Sin perdón
Las exigencias de dimisión que profusamente se tiran unos políticos a otros quedan como palabras huecas
“Todos cometemos errores, y él [por Toni Cantó] ha pedido disculpas”, dijo Rosa Díez a raíz del dislate de los tuits del actor-cum-diputado que su partido había elegido como miembro de la Comisión de Igualdad del Congreso. Al no hacerle dimitir, UPyD perdió una magnífica oportunidad para reivindicarse como lo que pretende ser, un partido que no juega a las tretas habituales de los otros. Parece un poco estúpido, porque su dimisión no hubiera significado frustrar la carrera política del implicado.

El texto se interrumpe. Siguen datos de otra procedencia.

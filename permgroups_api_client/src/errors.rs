use std::error::Error;

use reqwest::StatusCode;
use thiserror::Error;



#[derive(Debug, Error)]
pub enum ClientError {
    #[error("failed to prepare a URL")]
    UrlPreparationError {
        #[from]
        #[source]
        error: url::ParseError,
    },

    /// The transport was unable to complete the request
    /// (network failure, timeout, aborted connection, ...).
    #[error("failed while executing HTTP request")]
    RequestExecutionError {
        #[source]
        error: Box<dyn Error + Send + Sync>,
    },

    #[error(
        "server responded with a non-success {} status code (errors: {:?})",
        .status_code,
        .errors
    )]
    UnexpectedStatusCode {
        status_code: StatusCode,

        /// Error messages extracted from the response envelope, if the body had one.
        errors: Vec<String>,
    },

    #[error(
        "failed to extract JSON body from response \
        (either invalid JSON syntax or mismatching content schema)"
    )]
    ResponseJsonBodyError {
        #[source]
        error: serde_json::Error,
    },

    /// The server answered with a success status code,
    /// but the envelope itself reports a failure.
    #[error(
        "server reported an unsuccessful API call (errors: {:?}, messages: {:?})",
        .errors,
        .messages
    )]
    ApiFailure {
        errors: Vec<String>,
        messages: Vec<String>,
    },
}

impl ClientError {
    #[inline]
    pub fn request_execution<E>(error: E) -> Self
    where
        E: Into<Box<dyn Error + Send + Sync>>,
    {
        Self::RequestExecutionError {
            error: error.into(),
        }
    }

    #[inline]
    pub(crate) const fn unexpected_status_code(
        status_code: StatusCode,
        errors: Vec<String>,
    ) -> Self {
        Self::UnexpectedStatusCode {
            status_code,
            errors,
        }
    }

    #[inline]
    pub(crate) const fn api_failure(errors: Vec<String>, messages: Vec<String>) -> Self {
        Self::ApiFailure { errors, messages }
    }
}


pub type ClientResult<V, E = ClientError> = Result<V, E>;



#[derive(Debug, Error)]
pub enum ClientInitializationError {
    #[error("unable to initialize reqwest HTTP client")]
    UnableToInitializeReqwestClient {
        #[from]
        #[source]
        error: reqwest::Error,
    },
}
use std::collections::HashMap;

use serde::{Deserialize, Serialize};
use serde_with::{serde_as, DefaultOnNull};



/// A named bundle of [`Permission`]s that can be assigned to account roles.
///
/// Fetched from the server as-is and never mutated locally.
#[serde_as]
#[derive(Serialize, Deserialize, PartialEq, Eq, Clone, Default, Debug)]
pub struct PermissionGroup {
    /// Opaque permission group identifier.
    #[serde_as(as = "DefaultOnNull")]
    #[serde(default)]
    pub id: String,

    /// Display name of the permission group (e.g. `Administrator`).
    #[serde_as(as = "DefaultOnNull")]
    #[serde(default)]
    pub name: String,

    /// Free-form metadata attached to the group by the server.
    #[serde_as(as = "DefaultOnNull")]
    #[serde(default)]
    pub meta: HashMap<String, String>,

    /// Permissions contained in this group, in the order the server sent them.
    #[serde_as(as = "DefaultOnNull")]
    #[serde(default)]
    pub permissions: Vec<Permission>,
}


/// An atomic capability grant, only ever seen nested inside a [`PermissionGroup`].
#[serde_as]
#[derive(Serialize, Deserialize, PartialEq, Eq, Clone, Default, Debug)]
pub struct Permission {
    #[serde_as(as = "DefaultOnNull")]
    #[serde(default)]
    pub id: String,

    /// Permission key, usually in the `resource.action` form (e.g. `account.read`).
    #[serde_as(as = "DefaultOnNull")]
    #[serde(default)]
    pub key: String,

    #[serde_as(as = "DefaultOnNull")]
    #[serde(default, skip_serializing_if = "HashMap::is_empty")]
    pub attributes: HashMap<String, String>,
}



#[cfg(test)]
mod test {
    use serde_json::json;

    use super::*;

    #[test]
    fn deserializes_full_permission_group() {
        let group: PermissionGroup = serde_json::from_value(json!({
            "id": "c8fed203ed3043cba015a93ad1616f1f",
            "name": "Zone Read",
            "meta": {
                "label": "load_balancer_admin",
                "scopes": "com.cloudflare.api.account"
            },
            "permissions": [
                {
                    "id": "82e64a83756745bbbb1c9c2701bf816b",
                    "key": "#zone:read",
                    "attributes": { "legacy": "true" }
                },
                {
                    "id": "5bc6d7a1e2f34c7aa5b2b0c3f1a2b3c4",
                    "key": "#dns_records:read"
                }
            ]
        }))
        .unwrap();

        assert_eq!(group.id, "c8fed203ed3043cba015a93ad1616f1f");
        assert_eq!(group.name, "Zone Read");
        assert_eq!(
            group.meta.get("label").map(String::as_str),
            Some("load_balancer_admin")
        );

        assert_eq!(group.permissions.len(), 2);
        assert_eq!(group.permissions[0].key, "#zone:read");
        assert_eq!(
            group.permissions[0].attributes.get("legacy").map(String::as_str),
            Some("true")
        );
        assert_eq!(group.permissions[1].key, "#dns_records:read");
        assert!(group.permissions[1].attributes.is_empty());
    }

    #[test]
    fn missing_and_null_fields_become_empty() {
        let group: PermissionGroup = serde_json::from_value(json!({
            "id": "pg1",
            "name": null,
            "meta": null
        }))
        .unwrap();

        assert_eq!(group.id, "pg1");
        assert_eq!(group.name, "");
        assert!(group.meta.is_empty());
        assert!(group.permissions.is_empty());
    }

    #[test]
    fn empty_attributes_are_not_serialized() {
        let permission = Permission {
            id: "p1".to_string(),
            key: "account.read".to_string(),
            attributes: HashMap::new(),
        };

        let serialized = serde_json::to_value(&permission).unwrap();

        assert_eq!(
            serialized,
            json!({ "id": "p1", "key": "account.read" })
        );
    }
}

Dichos tuits mostraron a las claras que este diputado no estaba preparado para ocupar el cargo para el que le habían postulado, pero que bien podía reivindicarse para otros menesteres. Ocasión perdida.
Por su parte, Óscar López, secretario de Organización del PSOE, hace lo propio poco después de que saliera a la luz el caso Ponferrada. En este supuesto la cosa es aún peor, porque el esperpento de la votación en la ciudad leonesa iba en flagrante contraste con lo que hasta entonces había sido uno de los mayores activos del partido, su sensibilidad hacia todas las cuestiones de género. Contribuyó a desaprovechar, además, una oportunidad única para ofrecer la imagen de que la regeneración ética del PSOE iba en serio, y hubiera podido recomponer así, en parte, las consecuencias negativas de su rifirrafe con el PSC. Nada, otra ocasión perdida.
Como vemos, y como ya había practicado con relativo éxito el propio Monarca al desvelarse su cacería en Botsuana, asumir responsabilidades políticas en España se ha convertido en un mero acto del habla, pedir perdón. La responsabilidad no va asociada a la dimisión; eso parece que se lo dejamos a los sistemas políticos de cultura protestante. Aquí, en buen católico, lo importante es decir que se ha pecado y, como en esta religión, se presume que ya estamos exentos de la culpa. No hace falta más nada. La misericordia —de los ciudadanos, en este caso— se da por supuesta. Aunque, obsérvese, en el asunto de Óscar López quien lo absuelve es el propio partido, ya que él puso el cargo a su disposición. Curioso: se pide perdón a los ciudadanos pero quien se lo concede al final es el partido.
Lo más fascinante de esta nueva moda del perdón es, sin embargo, que encima se interpreta como un gran avance respecto a lo que venían siendo las prácticas habituales. La propia Rosa Díez dijo en su momento que eso de pedir disculpas “no es habitual hoy en día”. Y, en cierto modo, tiene razón. Véase el caso del PP con el asunto Bárcenas o el de la ministra Mato. Aquí, y en tantas otras ocasiones, se niega la mayor. No hay que asumir responsabilidades si se rechazan los actos objeto de la crítica, como si no fueran reales. El que se extienda la sospecha y, por tanto, se refuerce la desconfianza y la desafección de los ciudadanos ya es indiferente. In dubio pro partito. Con ello, y esto es lo más grave, todas las exigencias de dimisión que tan profusamente se arrojan unos a otros quedan como palabras huecas. ¿Por qué va uno a dimitir si los demás no lo hacen? Hasta ahora nadie ha conseguido romper esta cadena que convierte las sesiones de control del Congreso en un ritual vacío en el que unos siempre tienen la posibilidad de replicar al adversario recordándole sus propias vergüenzas. Y, como es lógico, al final, la estrategia del enroque partidista acaba beneficiando a los más desvergonzados.
Pero hay algo más en este asunto, que es lo que en verdad me preocupa. A saber: que los políticos no se han dado por enterados de la situación de excepcionalidad ética en la que vivimos. Los ciudadanos no son desafectos porque sí. Su desapego hacia la clase política tiene causas específicas, y entre éstas una de las principales es que no encuentran razones importantes para discriminar entre unos y otros. En todos ellos la razón partidista parece imponerse siempre por encima de lo que reclama el buen juicio. Desde luego, no todos los casos son iguales, ¡faltaría más!, pero ninguno de ellos ha conseguido disipar las dudas y la desconfianza que se arraiga en la sociedad. Los partidos se ven como maquinarias ciegas a la sensibilidad de la calle, autistas, afectados por tics defensivos que al final provocan un efecto contrario al pretendido. Es la estrategia del avestruz. Y, ahora que con lo de la elección del Papa se ha impuesto el lenguaje teológico, tengo para mí que sólo conseguirán redimirse aquellos que rompan la espiral diabólica de no asumir responsabilidades. Sólo entonces serán perdonados.